Radiotherapy is a common treatment modality for lung cancer, however, radioresistance remains a fundamental barrier to attaining the maximal efficacy. Cancer cells take advantage of the ubiquitin-proteasome system (UPS) for increased proliferation and decreased apoptotic cell death. MG132 (carbobenzoxyl-leucinyl-leucinyl-leucinal‑H), a specific and selective reversible inhibitor of the 26S proteasome, has shown anticancer effect in multiple types of cancers. Previously, we have reported that MG132 enhances the anti‑growth and anti-metastatic effects of irradiation in lung cancer cells. However, whether MG132 can enhance the radiosensitivity in lung cancer cells in vitro and in vivo is still unknown. In this study, we found that MG132 increased apoptosis and dicentric chromosome ratio of A549 and H1299 cells treated by irradiation. Radiation-induced NF-κB expression and IκBα phosphorylation was attenuated in MG132 plus irradiation-treated cells.
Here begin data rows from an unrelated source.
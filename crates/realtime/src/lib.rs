//! # Studyhall Realtime Crate
//!
//! The realtime messaging core: live subscriptions, the per-user messaging
//! aggregate and typing indicators.
//!
//! ## Architecture
//!
//! - **Transport**: the [`ChangeNotifier`] port and the in-process [`LocalNotifier`]
//! - **Session**: [`RealtimeSessionManager`], one conversation and one user-index
//!   subscription at a time, decoded into [`RealtimeEvent`]s
//! - **Facade**: [`MessagingFacade`], ordered message timeline, conversation list,
//!   receipts and the operations the UI calls
//! - **Typing**: [`TypingCoordinator`] for local bursts, [`RemoteTypers`] for
//!   everyone else
//!
//! ## Usage
//!
//! ```rust
//! use std::sync::Arc;
//! use studyhall_chats::{ConversationStore, MemoryStore, NewConversation};
//! use studyhall_realtime::{FacadeSettings, LocalNotifier, MessagingFacade, RealtimeSessionManager};
//!
//! # tokio_test_block(async {
//! let notifier = LocalNotifier::new();
//! let store = Arc::new(MemoryStore::new(Arc::new(notifier.clone())));
//! let sessions = RealtimeSessionManager::new(Arc::new(notifier));
//!
//! let (alice, bob) = (uuid::Uuid::new_v4(), uuid::Uuid::new_v4());
//! let conversation = store.create_conversation(alice, &NewConversation::direct(bob)).await?;
//!
//! let facade = MessagingFacade::new(alice, store, sessions, FacadeSettings::default());
//! facade.open_conversation(conversation.id).await?;
//! facade.send_text("hi").await.map_err(|error| error.source)?;
//! # Ok::<(), studyhall_chats::ChatError>(())
//! # });
//! # fn tokio_test_block<F: std::future::Future>(f: F) -> F::Output {
//! #     tokio::runtime::Builder::new_current_thread().enable_all().build().unwrap().block_on(f)
//! # }
//! ```

pub mod events;
pub mod facade;
pub mod session;
pub mod timeline;
pub mod transport;
pub mod typing;

pub use events::{ConnectionState, EventSink, EventStream, MessageChange, RealtimeEvent};
pub use facade::{FacadeSettings, MessagingFacade, SendError};
pub use session::{ChannelGuard, RealtimeSessionManager, Scope, SubscriptionHandle, DEFAULT_DEDUPE_WINDOW};
pub use timeline::MessageTimeline;
pub use transport::{ChangeNotifier, ChangeSubscription, LocalNotifier, PresenceSubscription, ReleaseGuard, Subscription};
pub use typing::{RemoteTypers, StoreTypingSignaller, TypingCoordinator, TypingSignaller, DEFAULT_TYPING_IDLE};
The in vivo model of H1299 xenografts of nude mice showed that the tumor size of MG132 plus irradiation treated xenografts was smaller than that of irradiation, MG132 or the control group. Moreover, MG132 plus irradiation group showed significant reduced Ki67 expression. Taken together, these results demonstrate that MG132 enhances the radiosensitivity through multiple mechanisms in vitro and in vivo.